Segment Start: Material for this exercise
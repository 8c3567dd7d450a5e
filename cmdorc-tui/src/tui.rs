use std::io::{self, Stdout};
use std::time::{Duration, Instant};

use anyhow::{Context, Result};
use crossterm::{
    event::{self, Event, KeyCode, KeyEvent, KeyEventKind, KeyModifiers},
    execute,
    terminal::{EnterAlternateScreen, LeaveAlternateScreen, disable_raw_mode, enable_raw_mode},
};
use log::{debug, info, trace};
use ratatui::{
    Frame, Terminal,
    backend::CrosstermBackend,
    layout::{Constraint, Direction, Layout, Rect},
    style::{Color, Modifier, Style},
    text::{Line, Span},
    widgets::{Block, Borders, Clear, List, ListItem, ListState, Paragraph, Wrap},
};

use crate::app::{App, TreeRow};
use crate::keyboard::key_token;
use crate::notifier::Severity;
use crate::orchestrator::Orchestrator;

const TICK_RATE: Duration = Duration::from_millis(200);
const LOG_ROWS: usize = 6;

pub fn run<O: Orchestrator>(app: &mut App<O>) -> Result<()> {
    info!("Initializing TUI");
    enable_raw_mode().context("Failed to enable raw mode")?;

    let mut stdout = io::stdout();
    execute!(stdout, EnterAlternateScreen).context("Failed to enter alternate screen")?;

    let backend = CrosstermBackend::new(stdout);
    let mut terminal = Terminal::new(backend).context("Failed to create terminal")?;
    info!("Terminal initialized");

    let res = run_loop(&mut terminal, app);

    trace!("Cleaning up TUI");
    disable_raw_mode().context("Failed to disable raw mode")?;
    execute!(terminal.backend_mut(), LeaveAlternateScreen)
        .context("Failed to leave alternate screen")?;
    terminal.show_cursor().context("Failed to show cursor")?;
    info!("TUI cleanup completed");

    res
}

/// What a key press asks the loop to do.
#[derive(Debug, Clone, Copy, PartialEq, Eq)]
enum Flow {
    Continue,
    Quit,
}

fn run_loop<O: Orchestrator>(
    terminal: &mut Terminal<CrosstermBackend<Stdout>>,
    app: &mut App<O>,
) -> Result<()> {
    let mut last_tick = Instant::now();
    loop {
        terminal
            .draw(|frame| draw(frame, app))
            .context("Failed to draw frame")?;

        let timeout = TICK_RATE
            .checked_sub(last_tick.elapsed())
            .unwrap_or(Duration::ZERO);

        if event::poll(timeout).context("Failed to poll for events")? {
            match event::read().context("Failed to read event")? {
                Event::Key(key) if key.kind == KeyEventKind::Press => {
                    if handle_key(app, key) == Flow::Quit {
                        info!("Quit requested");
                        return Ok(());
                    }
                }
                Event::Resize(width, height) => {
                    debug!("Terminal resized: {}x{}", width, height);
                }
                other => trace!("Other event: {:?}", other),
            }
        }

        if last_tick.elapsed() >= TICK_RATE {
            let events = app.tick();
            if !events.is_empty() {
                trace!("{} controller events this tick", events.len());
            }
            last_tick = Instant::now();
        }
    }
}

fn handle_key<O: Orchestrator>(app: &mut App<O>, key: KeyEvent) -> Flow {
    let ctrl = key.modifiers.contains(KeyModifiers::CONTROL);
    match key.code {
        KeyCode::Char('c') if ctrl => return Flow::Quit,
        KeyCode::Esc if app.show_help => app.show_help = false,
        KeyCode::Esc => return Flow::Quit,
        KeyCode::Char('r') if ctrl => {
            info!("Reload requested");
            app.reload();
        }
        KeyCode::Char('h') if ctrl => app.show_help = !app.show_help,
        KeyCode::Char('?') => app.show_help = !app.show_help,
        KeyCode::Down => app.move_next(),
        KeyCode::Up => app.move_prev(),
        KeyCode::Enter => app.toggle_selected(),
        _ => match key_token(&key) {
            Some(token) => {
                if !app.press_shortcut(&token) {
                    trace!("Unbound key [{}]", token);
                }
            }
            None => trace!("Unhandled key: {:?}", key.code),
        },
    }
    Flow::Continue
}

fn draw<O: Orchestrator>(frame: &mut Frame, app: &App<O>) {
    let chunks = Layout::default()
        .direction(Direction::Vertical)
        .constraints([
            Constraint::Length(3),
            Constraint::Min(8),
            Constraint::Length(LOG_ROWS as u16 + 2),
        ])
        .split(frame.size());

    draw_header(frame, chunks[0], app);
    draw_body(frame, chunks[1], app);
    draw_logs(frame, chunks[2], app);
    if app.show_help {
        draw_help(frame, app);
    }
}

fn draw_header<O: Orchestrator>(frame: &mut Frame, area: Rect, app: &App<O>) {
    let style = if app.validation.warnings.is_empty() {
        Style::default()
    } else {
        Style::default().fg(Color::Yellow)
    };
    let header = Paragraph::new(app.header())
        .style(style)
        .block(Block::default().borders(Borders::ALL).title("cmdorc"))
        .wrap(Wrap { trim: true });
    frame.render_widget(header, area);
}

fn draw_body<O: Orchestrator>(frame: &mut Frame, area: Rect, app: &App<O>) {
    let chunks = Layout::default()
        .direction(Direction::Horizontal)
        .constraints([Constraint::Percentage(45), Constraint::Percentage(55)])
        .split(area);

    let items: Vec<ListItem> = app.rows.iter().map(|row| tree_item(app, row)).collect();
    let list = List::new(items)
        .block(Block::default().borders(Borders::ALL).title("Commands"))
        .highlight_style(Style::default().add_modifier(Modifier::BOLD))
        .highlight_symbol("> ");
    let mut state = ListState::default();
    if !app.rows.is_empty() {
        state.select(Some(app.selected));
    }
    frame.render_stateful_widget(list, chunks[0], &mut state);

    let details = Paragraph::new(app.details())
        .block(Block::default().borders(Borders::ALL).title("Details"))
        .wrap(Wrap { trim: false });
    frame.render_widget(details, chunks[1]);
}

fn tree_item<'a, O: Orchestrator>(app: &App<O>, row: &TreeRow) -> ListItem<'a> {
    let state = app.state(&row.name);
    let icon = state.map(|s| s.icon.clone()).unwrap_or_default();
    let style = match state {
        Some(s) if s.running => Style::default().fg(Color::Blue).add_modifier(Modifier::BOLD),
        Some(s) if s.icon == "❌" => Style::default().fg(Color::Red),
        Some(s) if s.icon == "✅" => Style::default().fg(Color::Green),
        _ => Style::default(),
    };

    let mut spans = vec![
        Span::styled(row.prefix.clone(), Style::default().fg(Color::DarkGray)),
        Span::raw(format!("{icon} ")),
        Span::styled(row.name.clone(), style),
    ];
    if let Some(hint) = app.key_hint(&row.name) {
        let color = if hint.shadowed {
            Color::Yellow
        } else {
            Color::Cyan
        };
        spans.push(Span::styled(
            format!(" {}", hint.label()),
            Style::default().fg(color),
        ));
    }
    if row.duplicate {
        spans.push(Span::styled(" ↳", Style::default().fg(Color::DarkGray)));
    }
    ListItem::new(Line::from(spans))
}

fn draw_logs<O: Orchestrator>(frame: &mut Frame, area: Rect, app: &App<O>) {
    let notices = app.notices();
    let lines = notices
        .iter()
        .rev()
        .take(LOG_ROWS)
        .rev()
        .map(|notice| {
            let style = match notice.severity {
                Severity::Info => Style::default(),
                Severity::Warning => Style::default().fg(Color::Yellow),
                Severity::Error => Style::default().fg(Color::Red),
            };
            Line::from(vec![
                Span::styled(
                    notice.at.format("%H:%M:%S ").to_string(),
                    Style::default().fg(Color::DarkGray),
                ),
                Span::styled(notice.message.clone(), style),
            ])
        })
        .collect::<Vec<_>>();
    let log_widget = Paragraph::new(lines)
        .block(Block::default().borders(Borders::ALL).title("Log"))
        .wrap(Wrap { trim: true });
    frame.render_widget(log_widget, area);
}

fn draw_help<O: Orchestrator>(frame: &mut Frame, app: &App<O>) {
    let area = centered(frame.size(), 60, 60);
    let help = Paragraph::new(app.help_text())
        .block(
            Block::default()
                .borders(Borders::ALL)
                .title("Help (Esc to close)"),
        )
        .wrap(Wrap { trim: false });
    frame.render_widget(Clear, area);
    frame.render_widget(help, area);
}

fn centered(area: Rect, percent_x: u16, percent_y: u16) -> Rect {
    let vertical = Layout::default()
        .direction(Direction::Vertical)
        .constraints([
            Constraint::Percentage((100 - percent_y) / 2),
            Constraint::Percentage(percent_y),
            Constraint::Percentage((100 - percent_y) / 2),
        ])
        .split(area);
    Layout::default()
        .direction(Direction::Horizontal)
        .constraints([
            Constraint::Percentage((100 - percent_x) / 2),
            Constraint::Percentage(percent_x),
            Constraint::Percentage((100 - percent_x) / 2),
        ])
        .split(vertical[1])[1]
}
Segment End: Material for this exercise
_Task goal_
For each line of the data that includes the word "cmdorc", return a copy of it.

_Result for this exercise_
filename cmdorc-tui/src/tui.rs
        .block(Block::default().borders(Borders::ALL).title("cmdorc"))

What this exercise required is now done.